Excerpted records section start

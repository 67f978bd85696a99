// SPDX-License-Identifier: MPL-2.0
//! Design tokens for the calendar screen.
//!
//! - **Palette**: Base colors, including one hue per item kind
//! - **Opacity**: Standardized opacity levels
//! - **Spacing**: Spacing scale (4px grid)
//! - **Typography**: Font size scale; cell text scales from these bases
//! - **Radius**: Border radii

use iced::Color;

// ============================================================================
// Color Palette
// ============================================================================

pub mod palette {
    use super::Color;

    // Grayscale
    pub const WHITE: Color = Color::WHITE;
    pub const GRAY_900: Color = Color::from_rgb(0.1, 0.1, 0.1);
    pub const GRAY_700: Color = Color::from_rgb(0.3, 0.3, 0.3);
    pub const GRAY_400: Color = Color::from_rgb(0.4, 0.4, 0.4);
    pub const GRAY_200: Color = Color::from_rgb(0.75, 0.75, 0.75);
    pub const GRAY_100: Color = Color::from_rgb(0.85, 0.85, 0.85);

    // Brand colors (blue scale)
    pub const PRIMARY_400: Color = Color::from_rgb(0.4, 0.7, 1.0);
    pub const PRIMARY_500: Color = Color::from_rgb(0.3, 0.6, 0.9);
    pub const PRIMARY_600: Color = Color::from_rgb(0.2, 0.5, 0.8);

    // Item kinds
    pub const EVENT: Color = Color::from_rgb(0.392, 0.588, 1.0);
    pub const BIRTHDAY: Color = Color::from_rgb(0.945, 0.651, 0.125);
    pub const WORK_SHIFT: Color = Color::from_rgb(0.263, 0.702, 0.404);
}

// ============================================================================
// Opacity Scale
// ============================================================================

pub mod opacity {
    pub const TRANSPARENT: f32 = 0.0;
    pub const OVERLAY_SUBTLE: f32 = 0.2;
    pub const OVERLAY_MEDIUM: f32 = 0.5;
    pub const OPAQUE: f32 = 1.0;
}

// ============================================================================
// Spacing Scale
// ============================================================================

pub mod spacing {
    pub const XXS: f32 = 2.0;
    pub const XS: f32 = 4.0;
    pub const SM: f32 = 8.0;
    pub const MD: f32 = 12.0;
    pub const LG: f32 = 16.0;
}

// ============================================================================
// Typography Scale
// ============================================================================

pub mod typography {
    /// Month title in the header
    pub const TITLE_MD: f32 = 20.0;

    /// Buttons, weekday headers
    pub const BODY: f32 = 14.0;

    /// Day number at multiplier 1.0
    pub const DAY_NUMBER: f32 = 12.0;

    /// Item title at multiplier 1.0
    pub const ITEM_TITLE: f32 = 10.0;
}

// ============================================================================
// Sizing Scale
// ============================================================================

pub mod sizing {
    /// Diameter of a compact item dot at multiplier 1.0
    pub const ITEM_DOT: f32 = 5.0;

    /// Height of a stacked item bar at multiplier 1.0
    pub const ITEM_BAR: f32 = 4.0;

    /// Height of a detailed item row at multiplier 1.0
    pub const ITEM_ROW: f32 = 13.0;

    /// Height of the pull indicator strips above and below the grid
    pub const PULL_INDICATOR: f32 = 28.0;
}

// ============================================================================
// Border Radius Scale
// ============================================================================

pub mod radius {
    pub const SM: f32 = 2.0;
    pub const MD: f32 = 4.0;
    pub const FULL: f32 = 9999.0; // Pill shape
}

// ============================================================================
// Compile-time Validation
// ============================================================================

const _: () = {
    assert!(spacing::XS > 0.0);
    assert!(spacing::SM > spacing::XS);
    assert!(spacing::MD > spacing::SM);
    assert!(spacing::LG > spacing::MD);

    assert!(opacity::TRANSPARENT == 0.0);
    assert!(opacity::OPAQUE == 1.0);
    assert!(opacity::OVERLAY_MEDIUM > 0.0 && opacity::OVERLAY_MEDIUM < 1.0);

    assert!(typography::TITLE_MD > typography::BODY);
    assert!(typography::DAY_NUMBER > typography::ITEM_TITLE);

    assert!(sizing::ITEM_ROW > sizing::ITEM_DOT);
};

#[cfg(test)]
mod tests {
    use super::*;

    #[test]
    fn spacing_scale_is_consistent() {
        assert_eq!(spacing::SM, spacing::XS * 2.0);
        assert_eq!(spacing::LG, spacing::SM * 2.0);
    }
}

Excerpted records section end

*What is required:*
Copy out all lines above that include the string "OPAQUE".

*Task answer:*
    pub const OPAQUE: f32 = 1.0;
    assert!(opacity::OPAQUE == 1.0);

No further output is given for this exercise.